[Stored items]
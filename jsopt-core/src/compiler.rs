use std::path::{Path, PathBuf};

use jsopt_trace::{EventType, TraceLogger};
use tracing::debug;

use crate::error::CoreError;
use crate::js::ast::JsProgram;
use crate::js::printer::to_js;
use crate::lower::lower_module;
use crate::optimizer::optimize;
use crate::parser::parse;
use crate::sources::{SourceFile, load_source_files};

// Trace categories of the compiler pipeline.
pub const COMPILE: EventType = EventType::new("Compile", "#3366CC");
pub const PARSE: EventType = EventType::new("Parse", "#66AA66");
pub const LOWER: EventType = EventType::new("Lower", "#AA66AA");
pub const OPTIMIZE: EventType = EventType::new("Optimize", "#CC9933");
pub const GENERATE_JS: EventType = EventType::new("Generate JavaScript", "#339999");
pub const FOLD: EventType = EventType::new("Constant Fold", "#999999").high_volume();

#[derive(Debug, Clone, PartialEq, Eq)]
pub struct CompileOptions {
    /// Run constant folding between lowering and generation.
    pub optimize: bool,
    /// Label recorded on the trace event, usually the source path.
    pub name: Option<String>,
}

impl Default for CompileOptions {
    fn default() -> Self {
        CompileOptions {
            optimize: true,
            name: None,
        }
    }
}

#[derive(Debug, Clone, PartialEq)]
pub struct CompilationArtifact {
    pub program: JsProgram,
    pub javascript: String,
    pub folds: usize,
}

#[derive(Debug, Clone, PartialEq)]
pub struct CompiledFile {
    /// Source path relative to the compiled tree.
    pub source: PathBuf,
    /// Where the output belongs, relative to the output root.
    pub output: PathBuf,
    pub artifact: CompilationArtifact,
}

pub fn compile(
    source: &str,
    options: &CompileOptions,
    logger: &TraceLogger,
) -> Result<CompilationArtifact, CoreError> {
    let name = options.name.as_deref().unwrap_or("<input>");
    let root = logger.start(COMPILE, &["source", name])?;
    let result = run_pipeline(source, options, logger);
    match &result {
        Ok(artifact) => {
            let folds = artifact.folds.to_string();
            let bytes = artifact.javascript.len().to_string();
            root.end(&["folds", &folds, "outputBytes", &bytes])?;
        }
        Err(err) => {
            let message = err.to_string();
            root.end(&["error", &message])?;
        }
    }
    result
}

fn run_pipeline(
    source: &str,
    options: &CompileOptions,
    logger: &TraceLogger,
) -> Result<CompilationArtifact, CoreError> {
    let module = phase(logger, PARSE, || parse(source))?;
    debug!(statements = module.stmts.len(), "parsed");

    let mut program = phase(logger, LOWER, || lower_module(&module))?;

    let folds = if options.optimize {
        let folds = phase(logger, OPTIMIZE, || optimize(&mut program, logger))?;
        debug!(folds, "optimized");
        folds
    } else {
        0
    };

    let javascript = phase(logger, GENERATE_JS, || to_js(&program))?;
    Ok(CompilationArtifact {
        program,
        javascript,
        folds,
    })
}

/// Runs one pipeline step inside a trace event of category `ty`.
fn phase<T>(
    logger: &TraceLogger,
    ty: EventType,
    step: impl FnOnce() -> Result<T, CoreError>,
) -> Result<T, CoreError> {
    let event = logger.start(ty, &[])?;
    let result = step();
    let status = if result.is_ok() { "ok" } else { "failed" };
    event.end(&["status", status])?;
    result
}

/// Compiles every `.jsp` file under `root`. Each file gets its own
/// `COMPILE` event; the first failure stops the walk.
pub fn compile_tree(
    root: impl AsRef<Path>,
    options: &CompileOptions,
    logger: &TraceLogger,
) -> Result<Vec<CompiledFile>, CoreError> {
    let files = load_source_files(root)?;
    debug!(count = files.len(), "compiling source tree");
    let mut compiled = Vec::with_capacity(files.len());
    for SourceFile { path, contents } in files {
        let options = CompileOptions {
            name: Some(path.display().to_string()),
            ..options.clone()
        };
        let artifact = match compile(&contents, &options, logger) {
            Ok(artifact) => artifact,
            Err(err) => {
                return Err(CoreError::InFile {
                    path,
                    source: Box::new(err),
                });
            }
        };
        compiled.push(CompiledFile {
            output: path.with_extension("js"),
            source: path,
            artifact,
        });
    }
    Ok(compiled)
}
---
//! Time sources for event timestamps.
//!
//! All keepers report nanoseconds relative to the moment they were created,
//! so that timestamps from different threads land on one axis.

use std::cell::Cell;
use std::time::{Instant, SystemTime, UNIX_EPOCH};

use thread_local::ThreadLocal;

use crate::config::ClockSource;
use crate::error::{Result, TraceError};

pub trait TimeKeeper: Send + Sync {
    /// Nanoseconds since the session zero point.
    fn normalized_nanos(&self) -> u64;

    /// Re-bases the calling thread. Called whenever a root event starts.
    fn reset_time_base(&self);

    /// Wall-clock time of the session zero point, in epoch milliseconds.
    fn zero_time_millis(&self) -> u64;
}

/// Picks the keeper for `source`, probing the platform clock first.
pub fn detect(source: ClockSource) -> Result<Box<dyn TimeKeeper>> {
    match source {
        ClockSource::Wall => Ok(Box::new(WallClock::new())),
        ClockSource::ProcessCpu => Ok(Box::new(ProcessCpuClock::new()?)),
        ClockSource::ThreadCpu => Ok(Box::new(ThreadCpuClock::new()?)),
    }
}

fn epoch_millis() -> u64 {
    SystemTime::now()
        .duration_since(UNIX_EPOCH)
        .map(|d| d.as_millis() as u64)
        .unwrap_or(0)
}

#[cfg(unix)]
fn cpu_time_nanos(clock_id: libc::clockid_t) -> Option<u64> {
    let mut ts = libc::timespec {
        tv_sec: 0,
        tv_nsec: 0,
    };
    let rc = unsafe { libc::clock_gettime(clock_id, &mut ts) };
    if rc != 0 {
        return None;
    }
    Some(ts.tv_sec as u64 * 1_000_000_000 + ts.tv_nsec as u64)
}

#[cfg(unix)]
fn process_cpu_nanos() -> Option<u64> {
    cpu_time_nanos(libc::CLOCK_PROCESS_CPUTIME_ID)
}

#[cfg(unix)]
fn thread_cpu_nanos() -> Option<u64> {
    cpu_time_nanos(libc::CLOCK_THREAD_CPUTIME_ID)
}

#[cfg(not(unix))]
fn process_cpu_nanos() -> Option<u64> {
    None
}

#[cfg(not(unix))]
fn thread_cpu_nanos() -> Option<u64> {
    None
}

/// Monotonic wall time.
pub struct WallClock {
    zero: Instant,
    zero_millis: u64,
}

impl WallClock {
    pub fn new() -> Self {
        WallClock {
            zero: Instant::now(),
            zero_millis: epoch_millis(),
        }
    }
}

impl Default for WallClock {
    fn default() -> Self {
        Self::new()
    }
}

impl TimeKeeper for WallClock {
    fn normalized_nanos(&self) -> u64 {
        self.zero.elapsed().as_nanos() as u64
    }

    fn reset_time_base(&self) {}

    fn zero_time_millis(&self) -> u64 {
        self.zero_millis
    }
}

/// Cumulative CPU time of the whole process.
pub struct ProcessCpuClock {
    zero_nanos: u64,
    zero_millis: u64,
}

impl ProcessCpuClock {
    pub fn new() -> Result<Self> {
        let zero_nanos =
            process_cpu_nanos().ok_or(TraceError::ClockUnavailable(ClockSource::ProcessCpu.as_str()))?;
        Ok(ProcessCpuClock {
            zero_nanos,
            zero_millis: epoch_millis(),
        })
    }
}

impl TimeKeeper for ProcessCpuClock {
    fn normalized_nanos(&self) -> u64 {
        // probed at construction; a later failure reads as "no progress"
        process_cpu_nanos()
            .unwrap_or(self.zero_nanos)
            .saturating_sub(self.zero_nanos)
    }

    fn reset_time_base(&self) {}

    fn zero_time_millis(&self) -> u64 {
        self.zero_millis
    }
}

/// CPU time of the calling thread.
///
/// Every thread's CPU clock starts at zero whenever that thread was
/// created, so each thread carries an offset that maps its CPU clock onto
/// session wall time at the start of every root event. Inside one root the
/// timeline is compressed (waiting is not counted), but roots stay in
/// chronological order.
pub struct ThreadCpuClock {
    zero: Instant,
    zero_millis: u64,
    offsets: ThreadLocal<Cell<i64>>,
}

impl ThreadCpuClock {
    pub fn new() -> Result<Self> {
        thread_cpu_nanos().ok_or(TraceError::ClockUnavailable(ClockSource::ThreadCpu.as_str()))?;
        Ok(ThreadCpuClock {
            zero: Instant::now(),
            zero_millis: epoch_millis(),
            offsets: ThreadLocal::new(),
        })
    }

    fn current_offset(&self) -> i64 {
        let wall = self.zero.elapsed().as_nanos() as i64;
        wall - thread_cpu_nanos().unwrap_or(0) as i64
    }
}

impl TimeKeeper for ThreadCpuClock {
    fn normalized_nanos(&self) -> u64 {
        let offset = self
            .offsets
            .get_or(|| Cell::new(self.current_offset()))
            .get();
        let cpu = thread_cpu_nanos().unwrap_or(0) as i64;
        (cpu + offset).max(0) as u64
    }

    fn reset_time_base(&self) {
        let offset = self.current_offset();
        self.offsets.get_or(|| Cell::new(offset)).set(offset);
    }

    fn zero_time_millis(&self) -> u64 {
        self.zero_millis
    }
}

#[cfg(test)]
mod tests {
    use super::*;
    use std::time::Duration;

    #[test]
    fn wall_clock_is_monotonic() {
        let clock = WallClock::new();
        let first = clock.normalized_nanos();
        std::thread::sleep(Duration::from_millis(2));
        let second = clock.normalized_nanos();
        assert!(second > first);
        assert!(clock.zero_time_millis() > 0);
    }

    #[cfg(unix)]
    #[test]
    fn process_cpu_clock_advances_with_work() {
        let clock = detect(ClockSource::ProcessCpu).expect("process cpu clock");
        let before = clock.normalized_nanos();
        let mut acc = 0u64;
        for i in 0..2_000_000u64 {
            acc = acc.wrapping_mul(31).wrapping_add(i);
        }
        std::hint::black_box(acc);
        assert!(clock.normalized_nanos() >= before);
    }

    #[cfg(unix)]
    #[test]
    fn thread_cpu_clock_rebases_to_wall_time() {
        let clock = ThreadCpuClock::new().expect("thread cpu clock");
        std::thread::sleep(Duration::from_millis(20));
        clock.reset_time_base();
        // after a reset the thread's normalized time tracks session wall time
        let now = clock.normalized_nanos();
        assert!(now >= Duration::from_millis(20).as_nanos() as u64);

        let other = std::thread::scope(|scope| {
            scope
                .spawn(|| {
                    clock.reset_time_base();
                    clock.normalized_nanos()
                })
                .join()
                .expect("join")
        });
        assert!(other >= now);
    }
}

• [PROMPT] Where in the entries does the word "JsProgram" occur? Copy out each line that has it.

• [TASK RESULT]
use crate::js::ast::JsProgram;
    pub program: JsProgram,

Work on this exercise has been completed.